Kızların voleybol’daki başarıları onlara yeni kapılar açtı.
Ne diyeyim, kendisine ve öğretmenlerine, okulda okuyan tüm öğrencilerimize başarılar dilerim.
***
İnsanlar tecrübeleri oranında değil tecrübelerinden aldıkları dersler oranında olgundurlar. BERNARD SHAW
***
Hayvanseverler çoğalıyor
Soğuk havalar nedeniyle sokakta yaşayan hayvanları sahiplenenlerin sayısı giderek artıyor.
Bu da insanlığımızı unutturmama adına sevindirici bir olay.
Bazı insanlarımız ise sokak hayvanlarının rahat bir kış geçirmesi için kendi imkanları ile küçük kulübeler yaparak, yağmur ve kar görmeyecek bir kenara bırakıyorlar.
Bu kulübelerin içlerine de yiyeceklerini koyuyorlar.
Güzel bir duygu.
Bu çalışmaların ardından ise genellikle küçük kardeşlerimizin parmağı olduğu ortaya çıkıyor.
Çocuklarımız bir noktada bizlere örnek oluyor ve bizlere adeta ders veriyorlar.
Bu çocuklarımızla ne kadar övünsek azdır diye düşünüyorum.
Bazen onlara kulak vermek sanıyorum en doğrusu.

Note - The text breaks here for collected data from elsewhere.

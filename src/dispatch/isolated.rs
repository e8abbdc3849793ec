use super::protocol::{
    decode_reply, encode_action, encode_request, CreateControllerRequest, DecodedReply, Inbound,
};
use super::{fault_error, incompatible, Action, ActionExecutor, ActionKind, ControllerArgs};
use crate::callback::ActionReporter;
use crate::config::{DriverConfig, IsolationStrategy};
use crate::driver::DriverError;
use crate::modules::{FrameworkModule, ModuleLoadError};
use crate::shared::DriverLogger;
use std::collections::HashMap;
use std::io::{BufRead, BufReader, Write};
use std::path::PathBuf;
use std::process::{Child, ChildStdin, Command, Stdio};
use std::sync::atomic::{AtomicU64, Ordering};
use std::sync::mpsc::{self, Receiver, RecvTimeoutError, Sender};
use std::sync::{Arc, Mutex, MutexGuard, PoisonError};
use std::thread;
use std::time::{Duration, Instant};

#[derive(Debug, Default)]
struct Routes {
    open: bool,
    senders: HashMap<u64, Sender<Inbound>>,
    /// Pending `create_controller` request. While set it is the only
    /// outstanding request and takes lines that carry no usable id.
    construction: Option<u64>,
}

type SharedRoutes = Arc<Mutex<Routes>>;

fn relock<T>(mutex: &Mutex<T>) -> MutexGuard<'_, T> {
    mutex.lock().unwrap_or_else(PoisonError::into_inner)
}

/// Executes actions inside a separate host process.
///
/// Requests are written to the host's stdin one JSON line at a time; a reader
/// thread routes reply lines to the waiting request by id. The stdin lock is
/// only held for the duration of one write, so a `StopRun` can be delivered
/// while a `Run` is waiting for replies.
pub struct IsolatedExecutor {
    framework: String,
    host: PathBuf,
    child: Mutex<Child>,
    stdin: Mutex<Option<ChildStdin>>,
    routes: SharedRoutes,
    next_id: AtomicU64,
    result_timeout: Option<Duration>,
    shutdown_grace: Duration,
    log: DriverLogger,
}

impl IsolatedExecutor {
    pub fn create(
        framework: &FrameworkModule,
        args: &ControllerArgs,
        config: &DriverConfig,
        log: DriverLogger,
    ) -> Result<Self, DriverError> {
        let executor = Self::spawn(framework, config, log)?;
        executor.create_controller(
            &framework.descriptor.controller,
            framework.descriptor.api_version,
            args,
        )?;
        Ok(executor)
    }

    fn spawn(
        framework: &FrameworkModule,
        config: &DriverConfig,
        log: DriverLogger,
    ) -> Result<Self, DriverError> {
        let name = framework.name().to_string();
        let host = framework.descriptor.host_path(&framework.dir).ok_or_else(|| {
            ModuleLoadError::HostUndeclared {
                framework: name.clone(),
            }
        })?;

        let mut command = Command::new(&host);
        command
            .current_dir(&framework.dir)
            .args(&framework.descriptor.host_args)
            .stdin(Stdio::piped())
            .stdout(Stdio::piped())
            .stderr(Stdio::piped());
        for (k, v) in &config.host_env {
            command.env(k, v);
        }

        let mut child = match command.spawn() {
            Ok(child) => child,
            Err(err) if err.kind() == std::io::ErrorKind::NotFound => {
                return Err(ModuleLoadError::HostMissing {
                    framework: name,
                    host: host.display().to_string(),
                }
                .into())
            }
            Err(source) => {
                return Err(ModuleLoadError::HostSpawn {
                    host: host.display().to_string(),
                    source,
                }
                .into())
            }
        };

        let pipe_error = |what: &str| DriverError::Io {
            path: host.display().to_string(),
            source: std::io::Error::other(format!("missing {what} pipe")),
        };
        let stdin = child.stdin.take().ok_or_else(|| pipe_error("stdin"))?;
        let stdout = child.stdout.take().ok_or_else(|| pipe_error("stdout"))?;
        let stderr = child.stderr.take().ok_or_else(|| pipe_error("stderr"))?;

        let routes: SharedRoutes = Arc::new(Mutex::new(Routes {
            open: true,
            ..Routes::default()
        }));

        let reader_routes = Arc::clone(&routes);
        let reader_log = log.clone();
        thread::spawn(move || {
            let reader = BufReader::new(stdout);
            for line in reader.lines() {
                let Ok(line) = line else {
                    break;
                };
                if line.trim().is_empty() {
                    continue;
                }
                route_reply(&reader_routes, &line, &reader_log);
            }
            let mut routes = relock(&reader_routes);
            routes.open = false;
            routes.senders.clear();
            drop(routes);
            reader_log.info("host.exited", "isolation host closed its output");
        });

        let stderr_log = log.clone();
        thread::spawn(move || {
            let reader = BufReader::new(stderr);
            for line in reader.lines().map_while(Result::ok) {
                stderr_log.debug("host.stderr", &line);
            }
        });

        log.info(
            "host.spawned",
            &format!("isolation host {} (pid {})", host.display(), child.id()),
        );

        Ok(Self {
            framework: name,
            host,
            child: Mutex::new(child),
            stdin: Mutex::new(Some(stdin)),
            routes,
            next_id: AtomicU64::new(1),
            result_timeout: config.result_timeout(),
            shutdown_grace: config.host_shutdown_grace(),
            log,
        })
    }

    /// Constructs the controller inside the host. A reply of the wrong shape
    /// is how an older or newer framework shows itself.
    fn create_controller(
        &self,
        controller: &str,
        declared_api: Option<u32>,
        args: &ControllerArgs,
    ) -> Result<(), DriverError> {
        let request = CreateControllerRequest {
            controller,
            target: &args.target_path,
            id_prefix: &args.id_prefix,
            settings: &args.settings,
        };
        let (id, rx) = self.register(ActionKind::Load)?;
        relock(&self.routes).construction = Some(id);
        let result = self
            .encode(ActionKind::Load, encode_request(id, &request))
            .and_then(|line| self.send(&line))
            .and_then(|()| self.receive(ActionKind::Load, &rx, deadline(self.result_timeout)));
        self.unregister(id);

        match result? {
            Inbound::Created(created) => {
                if created.controller != controller {
                    self.log.warn(
                        "host.controller_renamed",
                        &format!(
                            "requested `{controller}`, host created `{}`",
                            created.controller
                        ),
                    );
                }
                if let Some(declared) = declared_api.filter(|v| *v != created.api_version) {
                    self.log.warn(
                        "host.api_version_differs",
                        &format!(
                            "descriptor declares api_version {declared}, host reports {}",
                            created.api_version
                        ),
                    );
                }
                self.log.info(
                    "dispatch.controller_created",
                    &format!(
                        "isolated controller `{}` api_version {}",
                        created.controller, created.api_version
                    ),
                );
                Ok(())
            }
            Inbound::Fault(fault) => Err(fault_error(
                &self.framework,
                ActionKind::Load,
                fault.into_controller_fault(ActionKind::Load),
                &self.log,
            )),
            Inbound::Report(_) | Inbound::Done => Err(incompatible(
                &self.framework,
                "host answered controller construction without a handshake",
                &self.log,
            )),
            Inbound::Malformed(raw) => Err(incompatible(
                &self.framework,
                format!("unexpected controller construction reply `{raw}`"),
                &self.log,
            )),
        }
    }

    fn register(&self, action: ActionKind) -> Result<(u64, Receiver<Inbound>), DriverError> {
        let id = self.next_id.fetch_add(1, Ordering::Relaxed);
        let (tx, rx) = mpsc::channel();
        let mut routes = relock(&self.routes);
        if !routes.open {
            return Err(DriverError::HostDisconnected { action });
        }
        routes.senders.insert(id, tx);
        Ok((id, rx))
    }

    fn unregister(&self, id: u64) {
        let mut routes = relock(&self.routes);
        routes.senders.remove(&id);
        if routes.construction == Some(id) {
            routes.construction = None;
        }
    }

    fn encode(
        &self,
        action: ActionKind,
        encoded: Result<String, serde_json::Error>,
    ) -> Result<String, DriverError> {
        encoded.map_err(|err| DriverError::Io {
            path: self.host.display().to_string(),
            source: std::io::Error::other(format!("failed to encode {action} request: {err}")),
        })
    }

    fn send(&self, line: &str) -> Result<(), DriverError> {
        let io_error = |source| DriverError::Io {
            path: self.host.display().to_string(),
            source,
        };
        let mut stdin = relock(&self.stdin);
        let pipe = stdin
            .as_mut()
            .ok_or_else(|| io_error(std::io::Error::other("host stdin closed")))?;
        writeln!(pipe, "{line}").map_err(io_error)?;
        pipe.flush().map_err(io_error)
    }

    fn receive(
        &self,
        action: ActionKind,
        rx: &Receiver<Inbound>,
        deadline: Option<Instant>,
    ) -> Result<Inbound, DriverError> {
        match deadline {
            None => rx
                .recv()
                .map_err(|_| DriverError::HostDisconnected { action }),
            Some(deadline) => {
                let remaining = deadline.saturating_duration_since(Instant::now());
                rx.recv_timeout(remaining).map_err(|err| match err {
                    RecvTimeoutError::Timeout => DriverError::ResultTimeout {
                        action,
                        timeout_ms: self
                            .result_timeout
                            .map(|t| t.as_millis() as u64)
                            .unwrap_or_default(),
                    },
                    RecvTimeoutError::Disconnected => DriverError::HostDisconnected { action },
                })
            }
        }
    }

    fn pump(
        &self,
        action: ActionKind,
        rx: &Receiver<Inbound>,
        reporter: &dyn ActionReporter,
    ) -> Result<(), DriverError> {
        let deadline = deadline(self.result_timeout);
        while !reporter.is_complete() {
            match self.receive(action, rx, deadline)? {
                Inbound::Report(message) => reporter.report(&message),
                Inbound::Done if reporter.is_complete() || action == ActionKind::Count => {
                    return Ok(())
                }
                Inbound::Done => return Err(DriverError::MissingResult { action }),
                Inbound::Fault(fault) => {
                    return Err(fault_error(
                        &self.framework,
                        action,
                        fault.into_controller_fault(action),
                        &self.log,
                    ))
                }
                Inbound::Created(_) => {
                    return Err(incompatible(
                        &self.framework,
                        format!("host answered {action} with a controller handshake"),
                        &self.log,
                    ))
                }
                Inbound::Malformed(raw) => {
                    return Err(incompatible(
                        &self.framework,
                        format!("unexpected {action} reply `{raw}`"),
                        &self.log,
                    ))
                }
            }
        }
        Ok(())
    }

    fn shutdown(&self) {
        drop(relock(&self.stdin).take());

        let mut child = relock(&self.child);
        let start = Instant::now();
        loop {
            match child.try_wait() {
                Ok(Some(_)) => return,
                Ok(None) if start.elapsed() < self.shutdown_grace => {
                    thread::sleep(Duration::from_millis(10));
                }
                Ok(None) => break,
                Err(err) => {
                    self.log
                        .warn("host.wait_failed", &format!("isolation host wait: {err}"));
                    break;
                }
            }
        }
        self.log.warn(
            "host.killed",
            "isolation host did not exit after stdin closed; killing it",
        );
        let _ = child.kill();
        let _ = child.wait();
    }
}

fn deadline(timeout: Option<Duration>) -> Option<Instant> {
    timeout.map(|t| Instant::now() + t)
}

fn route_reply(routes: &SharedRoutes, line: &str, log: &DriverLogger) {
    match decode_reply(line) {
        DecodedReply::Routed { id, inbound } => {
            let routes = relock(routes);
            match routes.senders.get(&id) {
                Some(tx) => {
                    let _ = tx.send(inbound);
                }
                None => log.debug(
                    "host.unrouted_reply",
                    &format!("reply for request {id} has no waiter"),
                ),
            }
        }
        DecodedReply::Unroutable { reason } => {
            let routes = relock(routes);
            let pending = routes
                .construction
                .and_then(|id| routes.senders.get(&id));
            match pending {
                Some(tx) => {
                    let _ = tx.send(Inbound::Malformed(line.to_string()));
                }
                None => log.warn(
                    "host.malformed_reply",
                    &format!("dropped host output `{line}`: {reason}"),
                ),
            }
        }
    }
}

impl ActionExecutor for IsolatedExecutor {
    fn strategy(&self) -> IsolationStrategy {
        IsolationStrategy::Isolated
    }

    fn framework(&self) -> &str {
        &self.framework
    }

    fn dispatch(&self, action: &Action, reporter: &dyn ActionReporter) -> Result<(), DriverError> {
        let kind = action.kind();
        let (id, rx) = self.register(kind)?;
        let result = self
            .encode(kind, encode_action(id, action))
            .and_then(|line| self.send(&line))
            .and_then(|()| self.pump(kind, &rx, reporter));
        self.unregister(id);
        result
    }

    fn signal(&self, action: &Action) -> Result<(), DriverError> {
        let kind = action.kind();
        if !relock(&self.routes).open {
            return Err(DriverError::HostDisconnected { action: kind });
        }
        let id = self.next_id.fetch_add(1, Ordering::Relaxed);
        let line = self.encode(kind, encode_action(id, action))?;
        self.send(&line)
    }
}

impl Drop for IsolatedExecutor {
    fn drop(&mut self) {
        self.shutdown();
    }
}
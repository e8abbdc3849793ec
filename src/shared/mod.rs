pub mod logging;

pub use logging::{
    DriverLogger, JsonlLogSink, LogLevel, LogRecord, LogSink, MemoryLogSink, NullLogSink,
};
use super::ConfigError;
use serde::{Deserialize, Serialize};
use std::collections::BTreeMap;
use std::fs;
use std::path::{Path, PathBuf};
use std::time::Duration;

pub const DEFAULT_FRAMEWORK_MODULE: &str = "testkit.framework.yaml";
pub const DEFAULT_FINAL_REPORT_TAG: &str = "<test-run";
pub const DEFAULT_HOST_SHUTDOWN_GRACE_MS: u64 = 2000;

#[derive(Debug, Clone, Copy, Default, PartialEq, Eq, Serialize, Deserialize)]
#[serde(rename_all = "snake_case")]
pub enum IsolationStrategy {
    #[default]
    InProcess,
    Isolated,
}

impl std::fmt::Display for IsolationStrategy {
    fn fmt(&self, f: &mut std::fmt::Formatter<'_>) -> std::fmt::Result {
        match self {
            IsolationStrategy::InProcess => write!(f, "in_process"),
            IsolationStrategy::Isolated => write!(f, "isolated"),
        }
    }
}

#[derive(Debug, Clone, PartialEq, Eq, Serialize, Deserialize)]
#[serde(default)]
pub struct DriverConfig {
    pub isolation: IsolationStrategy,
    /// File name of the framework descriptor expected next to every target.
    pub framework_module: String,
    /// Prefix that marks the terminal message of a run.
    pub final_report_tag: String,
    pub result_timeout_ms: Option<u64>,
    pub host_shutdown_grace_ms: u64,
    pub host_env: BTreeMap<String, String>,
    pub log_path: Option<PathBuf>,
}

impl Default for DriverConfig {
    fn default() -> Self {
        Self {
            isolation: IsolationStrategy::default(),
            framework_module: DEFAULT_FRAMEWORK_MODULE.to_string(),
            final_report_tag: DEFAULT_FINAL_REPORT_TAG.to_string(),
            result_timeout_ms: None,
            host_shutdown_grace_ms: DEFAULT_HOST_SHUTDOWN_GRACE_MS,
            host_env: BTreeMap::new(),
            log_path: None,
        }
    }
}

impl DriverConfig {
    pub fn from_path(path: &Path) -> Result<Self, ConfigError> {
        let raw = fs::read_to_string(path).map_err(|source| ConfigError::Read {
            path: path.display().to_string(),
            source,
        })?;
        serde_yaml::from_str(&raw).map_err(|source| ConfigError::Parse {
            path: path.display().to_string(),
            source,
        })
    }

    pub fn validate(&self) -> Result<(), ConfigError> {
        let module = self.framework_module.trim();
        if module.is_empty() {
            return Err(ConfigError::Validation(
                "`framework_module` must be non-empty".to_string(),
            ));
        }
        let mut components = Path::new(module).components();
        let bare = matches!(
            (components.next(), components.next()),
            (Some(std::path::Component::Normal(_)), None)
        );
        if !bare {
            return Err(ConfigError::Validation(format!(
                "`framework_module` must be a bare file name, got `{module}`"
            )));
        }

        if self.final_report_tag.trim().is_empty() {
            return Err(ConfigError::Validation(
                "`final_report_tag` must be non-empty".to_string(),
            ));
        }

        if self.result_timeout_ms == Some(0) {
            return Err(ConfigError::Validation(
                "`result_timeout_ms` must be greater than zero when set".to_string(),
            ));
        }

        for key in self.host_env.keys() {
            if key.is_empty() || key.contains('=') {
                return Err(ConfigError::Validation(format!(
                    "`host_env` key `{key}` is not a valid environment variable name"
                )));
            }
        }
        Ok(())
    }

    pub fn with_isolation(mut self, isolation: IsolationStrategy) -> Self {
        self.isolation = isolation;
        self
    }

    pub fn result_timeout(&self) -> Option<Duration> {
        self.result_timeout_ms.map(Duration::from_millis)
    }

    pub fn host_shutdown_grace(&self) -> Duration {
        Duration::from_millis(self.host_shutdown_grace_ms)
    }
}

Bizler yaşadığımız çocukluklarımızı sadece anılarda yaşatma yerine onlarla birlikte tekrar yaşama imkanı yakalayabiliriz.
Köşenizdeki bakkaldan alacağınız bir karton kutuyu güzelce su geçirmez hale getirerek, sokakta yaşayan diğer dostlarımıza sizler de bir el uzatabilirsiniz.
Siz uzatamıyorsanız, bırakın çocuklarımız ilgilensinler.
İnanın onların yaptıkları hem sizin hem de sokak hayvanlarının hoşunuza gidecek…
***
Sen bana kendi gözünle bakma, benim gözümle bak da biri iki görme! Bana, bir an olsun benim gözümle bak da varlıktan öte bir meydan gör! MEVLANA
***
Pirofosor dediğin ne çi?
Erzurum’un son halk hikâyecisi Behçet Mahir hastadır.
Edebiyat Fakültesi Halk Edebiyatı hocaları hasta ziyaretine giderler.
Kalabalık hoca grubuyla aniden karşılaşan ev halkı telaşlanır.
Ancak Behçet Mahirin karısının oralı olmaya hiç niyeti yoktur.
-“Ana! Neydececeyığ, bak bir sürü pirofosor gelmişler”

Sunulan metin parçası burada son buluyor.